== Supplied information

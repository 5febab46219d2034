// SPDX-FileCopyrightText: OpenTalk GmbH <mail@opentalk.eu>
//
// SPDX-License-Identifier: EUPL-1.2

//! Gathr Database connector, interface and connection handling

use diesel::pg::Pg;
use diesel::query_builder::{AstPass, Query, QueryFragment, QueryId};
use diesel::query_dsl::LoadQuery;
use diesel::r2d2::ConnectionManager;
use diesel::result::{DatabaseErrorKind, Error};
use diesel::sql_types::BigInt;
use diesel::{r2d2, PgConnection, QueryResult, RunQueryDsl};

mod db;
pub mod query_helper;

pub use db::Db;

/// Pooled connection alias
pub type DbConnection = r2d2::PooledConnection<ConnectionManager<PgConnection>>;

/// Result type using [`DatabaseError`] as a default Error
pub type Result<T, E = DatabaseError> = std::result::Result<T, E>;

/// Error types for the database abstraction
#[derive(Debug, thiserror::Error)]
pub enum DatabaseError {
    #[error("Database Error: `{0}`")]
    Custom(String),
    #[error("Diesel Error: `{0}`")]
    DieselError(diesel::result::Error),
    #[error("A requested resource could not be found")]
    NotFound,
    // The R2D2 error mapping is only possible when using r2d2 directly as a dependency, hence the
    // generic R2D2 error handling. See https://github.com/diesel-rs/diesel/issues/2336
    #[error("The connection pool returned an Error: `{0}`")]
    R2D2Error(String),
}

impl DatabaseError {
    /// Returns true if the error is a unique constraint violation
    pub fn is_unique_violation(&self) -> bool {
        matches!(
            self,
            Self::DieselError(Error::DatabaseError(
                DatabaseErrorKind::UniqueViolation,
                ..
            ))
        )
    }
}

pub trait OptionalExt<T, E> {
    fn optional(self) -> Result<Option<T>, E>;
}

impl<T> OptionalExt<T, DatabaseError> for Result<T, DatabaseError> {
    fn optional(self) -> Result<Option<T>, DatabaseError> {
        match self {
            Ok(t) => Ok(Some(t)),
            Err(DatabaseError::NotFound) => Ok(None),
            Err(e) => Err(e),
        }
    }
}

impl From<diesel::result::Error> for DatabaseError {
    fn from(err: diesel::result::Error) -> Self {
        match err {
            Error::NotFound => Self::NotFound,
            err => DatabaseError::DieselError(err),
        }
    }
}

/// Pagination trait for diesel
pub trait Paginate: Sized {
    fn paginate(self, page: i64) -> Paginated<Self>;
    fn paginate_by(self, per_page: i64, page: i64) -> Paginated<Self>;
}

impl<T> Paginate for T {
    fn paginate(self, page: i64) -> Paginated<Self> {
        self.paginate_by(DEFAULT_PER_PAGE, page)
    }

    fn paginate_by(self, per_page: i64, page: i64) -> Paginated<Self> {
        let page = page.max(1);

        Paginated {
            query: self,
            per_page,
            page,
            offset: (page - 1) * per_page,
        }
    }
}

const DEFAULT_PER_PAGE: i64 = 10;

/// Paginated diesel database response
#[derive(Debug, Clone, Copy, QueryId)]
pub struct Paginated<T> {
    query: T,
    page: i64,
    per_page: i64,
    offset: i64,
}

impl<T> Paginated<T> {
    pub fn per_page(self, per_page: i64) -> Self {
        self.query.paginate_by(per_page, self.page)
    }

    /// Loads the current page and the total amount of rows the unpaginated query would return
    pub fn load_and_count<'a, U, Conn>(self, conn: &mut Conn) -> QueryResult<(Vec<U>, i64)>
    where
        Self: LoadQuery<'a, Conn, (U, i64)>,
    {
        let results = self.load::<(U, i64)>(conn)?;
        let total = results.first().map(|x| x.1).unwrap_or(0);
        let records = results.into_iter().map(|x| x.0).collect();
        Ok((records, total))
    }
}

impl<T: Query> Query for Paginated<T> {
    type SqlType = (T::SqlType, BigInt);
}

impl<T, Conn> RunQueryDsl<Conn> for Paginated<T> {}

impl<T> QueryFragment<Pg> for Paginated<T>
where
    T: QueryFragment<Pg>,
{
    fn walk_ast<'b>(&'b self, mut out: AstPass<'_, 'b, Pg>) -> QueryResult<()> {
        out.push_sql("SELECT *, COUNT(*) OVER () FROM (");
        self.query.walk_ast(out.reborrow())?;
        out.push_sql(") t LIMIT ");
        out.push_bind_param::<BigInt, _>(&self.per_page)?;
        out.push_sql(" OFFSET ");
        out.push_bind_param::<BigInt, _>(&self.offset)?;
        Ok(())
    }
}

#[cfg(test)]
mod test {
    use super::*;

    #[test]
    fn page_offsets() {
        let paginated = ().paginate_by(25, 3);
        assert_eq!(paginated.offset, 50);

        // pages start at 1, everything below is clamped
        let paginated = ().paginate_by(25, 0);
        assert_eq!(paginated.page, 1);
        assert_eq!(paginated.offset, 0);

        let paginated = ().paginate(2).per_page(5);
        assert_eq!(paginated.per_page, 5);
        assert_eq!(paginated.offset, 5);
    }

    #[test]
    fn optional_maps_not_found() {
        let not_found: Result<()> = Err(DatabaseError::NotFound);
        assert!(matches!(not_found.optional(), Ok(None)));

        let other: Result<()> = Err(DatabaseError::Custom("boom".into()));
        assert!(other.optional().is_err());
    }
}
// SPDX-FileCopyrightText: OpenTalk GmbH <mail@opentalk.eu>
//
// SPDX-License-Identifier: EUPL-1.2

use super::response::ApiError;
use super::{ApiResponse, DefaultApiResult};
use crate::services::notifications;
use actix_web::web::{Data, Json, Path, ReqData};
use actix_web::{get, post};
use chrono::{DateTime, Utc};
use database::Db;
use db_storage::events::EventId;
use db_storage::invitations::InvitationId;
use db_storage::notifications::{Notification, NotificationId, NotificationKind};
use db_storage::users::User;
use serde::Serialize;

#[derive(Debug, Serialize)]
pub struct NotificationResource {
    pub id: NotificationId,
    pub kind: NotificationKind,
    pub event_id: EventId,
    pub invitation_id: Option<InvitationId>,
    pub created_at: DateTime<Utc>,
    pub read_at: Option<DateTime<Utc>>,
}

impl From<Notification> for NotificationResource {
    fn from(notification: Notification) -> Self {
        Self {
            id: notification.id,
            kind: notification.kind,
            event_id: notification.event_id,
            invitation_id: notification.invitation_id,
            created_at: notification.created_at,
            read_at: notification.read_at,
        }
    }
}

/// API Endpoint *GET /users/me/notifications*
#[get("/users/me/notifications")]
pub async fn get_notifications(
    db: Data<Db>,
    current_user: ReqData<User>,
) -> DefaultApiResult<Vec<NotificationResource>> {
    let user_id = current_user.id;

    let notifications = crate::block(move || {
        let mut conn = db.get_conn()?;

        notifications::list(&mut conn, user_id)
    })
    .await??;

    Ok(ApiResponse::new(
        notifications.into_iter().map(Into::into).collect(),
    ))
}

/// API Endpoint *POST /users/me/notifications/{notification_id}/read*
#[post("/users/me/notifications/{notification_id}/read")]
pub async fn mark_read(
    db: Data<Db>,
    current_user: ReqData<User>,
    notification_id: Path<NotificationId>,
) -> Result<Json<NotificationResource>, ApiError> {
    let notification_id = notification_id.into_inner();
    let user_id = current_user.id;

    let notification = crate::block(move || {
        let mut conn = db.get_conn()?;

        notifications::mark_read(&mut conn, user_id, notification_id, Utc::now())
    })
    .await??;

    Ok(Json(notification.into()))
}
// SPDX-FileCopyrightText: OpenTalk GmbH <mail@opentalk.eu>
//
// SPDX-License-Identifier: EUPL-1.2

//! Pagination Query types
use serde::Deserialize;

/// Page-based pagination query
#[derive(Debug, Deserialize)]
pub struct PagePaginationQuery {
    #[serde(
        default = "default_pagination_per_page",
        deserialize_with = "deserialize_pagination_per_page"
    )]
    pub per_page: i64,
    #[serde(
        default = "default_pagination_page",
        deserialize_with = "deserialize_pagination_page"
    )]
    pub page: i64,
}

fn default_pagination_per_page() -> i64 {
    30
}

/// Enforce the per_page setting to be within 1..=100
fn deserialize_pagination_per_page<'de, D>(deserializer: D) -> Result<i64, D::Error>
where
    D: serde::Deserializer<'de>,
{
    let per_page = i64::deserialize(deserializer)?;

    if (1..=100).contains(&per_page) {
        Ok(per_page)
    } else {
        Err(serde::de::Error::custom("per_page must be between 1 and 100"))
    }
}

fn default_pagination_page() -> i64 {
    1
}

fn deserialize_pagination_page<'de, D>(deserializer: D) -> Result<i64, D::Error>
where
    D: serde::Deserializer<'de>,
{
    let page = i64::deserialize(deserializer)?;

    if page >= 1 {
        Ok(page)
    } else {
        Err(serde::de::Error::custom("page must be at least 1"))
    }
}

#[cfg(test)]
mod test {
    use super::*;
    use actix_web::web::Query;
    use pretty_assertions::assert_eq;

    #[test]
    fn defaults() {
        let query = Query::<PagePaginationQuery>::from_query("").unwrap();

        assert_eq!(query.per_page, 30);
        assert_eq!(query.page, 1);
    }

    #[test]
    fn out_of_range_values_are_rejected() {
        assert!(Query::<PagePaginationQuery>::from_query("per_page=0").is_err());
        assert!(Query::<PagePaginationQuery>::from_query("per_page=101").is_err());
        assert!(Query::<PagePaginationQuery>::from_query("page=0").is_err());
        assert!(Query::<PagePaginationQuery>::from_query("per_page=100&page=3").is_ok());
    }
}
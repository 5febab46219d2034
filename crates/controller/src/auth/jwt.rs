// SPDX-FileCopyrightText: OpenTalk GmbH <mail@opentalk.eu>
//
// SPDX-License-Identifier: EUPL-1.2

use db_storage::users::UserId;
use jsonwebtoken::errors::ErrorKind;
use jsonwebtoken::{decode, Algorithm, DecodingKey, Validation};
use serde::{Deserialize, Serialize};

/// Token Verification errors
///
/// The error messages will get displayed in a HTTP 401 response
#[derive(Debug, thiserror::Error, PartialEq, Eq)]
pub enum VerifyError {
    #[error("Not a valid JWT ({0})")]
    InvalidJwt(String),
    #[error("JWT has invalid claims")]
    InvalidClaims,
    #[error("JWT token expired")]
    Expired,
    #[error("JWT has an invalid signature")]
    InvalidSignature,
    #[error("JWT was issued by an unknown issuer")]
    InvalidIssuer,
}

/// Claims of the access tokens handed out by the identity provider
#[derive(Debug, Clone, Serialize, Deserialize)]
pub struct AccessTokenClaims {
    /// Subject, the id of the user
    pub sub: UserId,
    /// Expires at, seconds since the unix epoch
    pub exp: i64,
    /// Issuer
    #[serde(default, skip_serializing_if = "Option::is_none")]
    pub iss: Option<String>,
}

/// Builds the validation rules for HS256 signed access tokens
pub(super) fn validation(issuer: Option<&str>, leeway: u64) -> Validation {
    let mut validation = Validation::new(Algorithm::HS256);
    validation.leeway = leeway;
    validation.validate_exp = true;
    validation.set_required_spec_claims(&["exp", "sub"]);

    if let Some(issuer) = issuer {
        validation.set_issuer(&[issuer]);
    }

    validation
}

/// Verify a raw JWT.
///
/// Returns `Err(_)` if the JWT is malformed, badly signed, issued by someone else or expired.
pub fn verify(
    key: &DecodingKey,
    validation: &Validation,
    token: &str,
) -> Result<AccessTokenClaims, VerifyError> {
    let token = decode::<AccessTokenClaims>(token, key, validation).map_err(|e| {
        log::debug!("Rejected access token, {}", e);

        match e.kind() {
            ErrorKind::ExpiredSignature => VerifyError::Expired,
            ErrorKind::InvalidSignature | ErrorKind::InvalidAlgorithm => {
                VerifyError::InvalidSignature
            }
            ErrorKind::InvalidIssuer => VerifyError::InvalidIssuer,
            ErrorKind::Json(_) | ErrorKind::MissingRequiredClaim(_) => VerifyError::InvalidClaims,
            _ => VerifyError::InvalidJwt(e.to_string()),
        }
    })?;

    Ok(token.claims)
}

#[cfg(test)]
mod test {
    use super::*;
    use jsonwebtoken::{encode, EncodingKey, Header};
    use pretty_assertions::assert_eq;
    use std::time::{SystemTime, UNIX_EPOCH};

    const SECRET: &[u8] = b"access-token-secret";

    fn now() -> i64 {
        SystemTime::now()
            .duration_since(UNIX_EPOCH)
            .unwrap()
            .as_secs() as i64
    }

    fn sign(claims: &AccessTokenClaims, secret: &[u8]) -> String {
        encode(
            &Header::new(Algorithm::HS256),
            claims,
            &EncodingKey::from_secret(secret),
        )
        .unwrap()
    }

    fn claims(exp: i64, iss: Option<&str>) -> AccessTokenClaims {
        AccessTokenClaims {
            sub: UserId::from(uuid::Uuid::from_u128(0xdead_beef)),
            exp,
            iss: iss.map(Into::into),
        }
    }

    #[test]
    fn valid_jwt() {
        let token = sign(&claims(now() + 200, None), SECRET);

        let verified = verify(
            &DecodingKey::from_secret(SECRET),
            &validation(None, 0),
            &token,
        )
        .expect("Valid JWT failed to verify");

        assert_eq!(
            verified.sub,
            UserId::from(uuid::Uuid::from_u128(0xdead_beef))
        );
    }

    #[test]
    fn expired_jwt() {
        let token = sign(&claims(now() - 100, None), SECRET);

        let result = verify(
            &DecodingKey::from_secret(SECRET),
            &validation(None, 0),
            &token,
        );

        assert_eq!(result.unwrap_err(), VerifyError::Expired);
    }

    #[test]
    fn leeway_accepts_recently_expired_jwt() {
        let token = sign(&claims(now() - 10, None), SECRET);

        verify(
            &DecodingKey::from_secret(SECRET),
            &validation(None, 30),
            &token,
        )
        .unwrap();
    }

    #[test]
    fn bad_signature() {
        let token = sign(&claims(now() + 200, None), b"some other secret");

        let result = verify(
            &DecodingKey::from_secret(SECRET),
            &validation(None, 0),
            &token,
        );

        assert_eq!(result.unwrap_err(), VerifyError::InvalidSignature);
    }

    #[test]
    fn wrong_issuer() {
        let token = sign(&claims(now() + 200, Some("https://other.example")), SECRET);

        let result = verify(
            &DecodingKey::from_secret(SECRET),
            &validation(Some("https://idp.example"), 0),
            &token,
        );

        assert_eq!(result.unwrap_err(), VerifyError::InvalidIssuer);
    }

    #[test]
    fn garbage_is_not_a_jwt() {
        let result = verify(
            &DecodingKey::from_secret(SECRET),
            &validation(None, 0),
            "definitely.not.a-jwt",
        );

        assert!(matches!(
            result,
            Err(VerifyError::InvalidJwt(_)) | Err(VerifyError::InvalidClaims)
        ));
    }
}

====

→ **What the task requires**:
Give only the number of lines in the material above where the string "QueryFragment" appears.

→ **Written answer**:
3